Falsi immobiliari, sei arresti

Una truffa immobiliare ‘”alla Totò” quella scoperta dai carabinieri di Roma, che hanno individuato uno specializzato sodalizio criminale e arrestato sei persone di nazionalità italiana. I militari hanno ricostruito l’organigramma dell’organizzazione e i ruoli dei complici che vivono tra Bologna, Fregene (dove sono state perquisite tre abitazioni), Napoli, Nepi e Francoforte. Più che una banda di truffatori, sembrava una compagnia teatrale.
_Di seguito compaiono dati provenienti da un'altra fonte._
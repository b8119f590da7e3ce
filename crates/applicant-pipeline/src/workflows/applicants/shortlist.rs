use chrono::NaiveDate;
use serde::Serialize;
use tracing::info;

use super::domain::{ApplicantDocument, DocumentError, ShortlistStatus};
use super::eligibility::{Classification, EligibilityEngine};
use super::schema::{self, Schema};
use super::store::{FieldValue, Fields, Record, RecordId, RecordStore, StoreError};

/// What happened to one applicant during a shortlist run.
#[derive(Debug, Clone, PartialEq, Serialize)]
#[serde(tag = "outcome", rename_all = "snake_case")]
pub enum ShortlistOutcome {
    Classified {
        classification: Classification,
        #[serde(skip_serializing_if = "Option::is_none")]
        lead: Option<RecordId>,
    },
    /// No stored document to evaluate yet.
    NotProjected,
    /// A classification is already recorded and stays terminal.
    AlreadyClassified { status: Option<ShortlistStatus> },
}

impl ShortlistOutcome {
    pub fn label(&self) -> &'static str {
        match self {
            ShortlistOutcome::Classified { classification, .. } => {
                if classification.is_shortlisted() {
                    "shortlisted"
                } else {
                    "rejected"
                }
            }
            ShortlistOutcome::NotProjected => "not_projected",
            ShortlistOutcome::AlreadyClassified { .. } => "already_classified",
        }
    }

    pub fn is_skip(&self) -> bool {
        !matches!(self, ShortlistOutcome::Classified { .. })
    }
}

#[derive(Debug, thiserror::Error)]
pub enum ShortlistError {
    #[error("stored document on {record_id} is malformed: {source}")]
    MalformedDocument {
        record_id: RecordId,
        #[source]
        source: DocumentError,
    },
    #[error(transparent)]
    Store(#[from] StoreError),
}

/// Evaluates a projected applicant once and records the result on its row.
#[derive(Debug, Clone, Default)]
pub struct ShortlistWorkflow {
    schema: Schema,
    engine: EligibilityEngine,
}

impl ShortlistWorkflow {
    pub fn new(schema: Schema, engine: EligibilityEngine) -> Self {
        Self { schema, engine }
    }

    pub fn engine(&self) -> &EligibilityEngine {
        &self.engine
    }

    pub fn shortlist<S>(
        &self,
        store: &S,
        applicant: &Record,
        as_of: NaiveDate,
    ) -> Result<ShortlistOutcome, ShortlistError>
    where
        S: RecordStore + ?Sized,
    {
        if let Some(outcome) = guard(applicant) {
            info!(record_id = %applicant.id, outcome = outcome.label(), "skipping shortlist");
            return Ok(outcome);
        }

        let raw = applicant.text(schema::applicant::DOCUMENT).unwrap_or_default();
        let document = ApplicantDocument::from_json(raw).map_err(|source| {
            ShortlistError::MalformedDocument {
                record_id: applicant.id.clone(),
                source,
            }
        })?;

        let classification = self.engine.evaluate(&document, as_of);

        let current = store.get_record(&self.schema.applicants, &applicant.id)?;
        if let Some(outcome) = guard(&current) {
            info!(
                record_id = %applicant.id,
                outcome = outcome.label(),
                "classified concurrently, skipping"
            );
            return Ok(outcome);
        }

        let lead = if classification.is_shortlisted() {
            Some(self.ensure_lead(store, &applicant.id, &document, &classification)?)
        } else {
            None
        };

        let mut fields = Fields::new();
        fields.insert(
            schema::applicant::SHORTLIST_STATUS.to_string(),
            FieldValue::choice(classification.status.label()),
        );
        fields.insert(
            schema::applicant::SHORTLIST_REASON.to_string(),
            FieldValue::text(classification.rationale.clone()),
        );
        store.update_record(&self.schema.applicants, &applicant.id, fields)?;

        info!(
            applicant_id = %document.applicant_id,
            status = classification.status.label(),
            rationale = %classification.rationale,
            "classified applicant"
        );

        Ok(ShortlistOutcome::Classified {
            classification,
            lead,
        })
    }

    /// Returns the lead already linked to the applicant, creating one if none exists.
    fn ensure_lead<S>(
        &self,
        store: &S,
        applicant: &RecordId,
        document: &ApplicantDocument,
        classification: &Classification,
    ) -> Result<RecordId, StoreError>
    where
        S: RecordStore + ?Sized,
    {
        let existing = store
            .list_records(&self.schema.leads)?
            .into_iter()
            .find(|lead| lead.links(schema::lead::APPLICANTS).contains(applicant));
        if let Some(lead) = existing {
            info!(record_id = %applicant, lead = %lead.id, "lead already exists");
            return Ok(lead.id);
        }

        let mut fields = Fields::new();
        fields.insert(
            schema::lead::NAME.to_string(),
            FieldValue::text(document.display_name()),
        );
        fields.insert(
            schema::lead::SOURCE.to_string(),
            FieldValue::choice(schema::lead::SOURCE_LABEL),
        );
        fields.insert(
            schema::lead::REASON.to_string(),
            FieldValue::text(classification.rationale.clone()),
        );
        fields.insert(
            schema::lead::APPLICANTS.to_string(),
            FieldValue::links([applicant]),
        );

        let id = store.create_record(&self.schema.leads, fields)?;
        info!(record_id = %applicant, lead = %id, "created lead");
        Ok(id)
    }
}

fn guard(applicant: &Record) -> Option<ShortlistOutcome> {
    if !applicant.has_value(schema::applicant::DOCUMENT) {
        return Some(ShortlistOutcome::NotProjected);
    }
    if applicant.has_value(schema::applicant::SHORTLIST_STATUS) {
        return Some(ShortlistOutcome::AlreadyClassified {
            status: applicant
                .text(schema::applicant::SHORTLIST_STATUS)
                .and_then(ShortlistStatus::from_label),
        });
    }
    None
}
Perché ognuno aveva un ruolo nella recita che andava in scena all’interno degli appartamenti da vendere in fretta.  La gang infatti falsificava i documenti dei veri proprietari delle case, tutte in zona Parioli e Montesacro. I personaggi si presentavano come i “padroni di casa” oppure come ”l’avvocato” e perfino come “l’acquirente concorrente”. Addirittura si è saputo che spesso il finto intestatario della casa si presentava davanti agli acquirenti al momento della stipula del contratto con il volto nascosto da una sciarpa, fingendo di tossire e di essere senza voce perchè ammalato. Al suo posto contrattava (ovviamente) il finto avvocato. La trappola era tesa in modo abbastanza verosimile, anche perché – attraverso l’esigenza di far presto per ottenere un immediato realizzo – gli appartamenti (tra cui vari monolocali) venivano proposti in vendita alla metà del valore reale. Un affare.  I prezzi erano in media di 170 mila euro per ogni casa, che in realtà era in affitto ai truffatori. Il tutto all’insaputa dei veri proprietari.  Le manette sono scattate ai polsi di sei componenti della banda dei finti venditori di case, mentre due donne risultano tra le persone indagate dai carabinieri. Gli aspiranti acquirenti truffati invece sembra siano almeno 15. Al momento della finta stipula, gli autori della truffa intascavano almeno l’anticipo (meglio, la caparra) poi sparivano nel nulla.  Le accuse sono di associazione per delinquere finalizzata alla truffa e al falso documentale, aggravata, continuata e in concorso. Agli arresti sono seguite decine di perquisizioni tra il Lazio, la Campania e l’Emilia Romagna.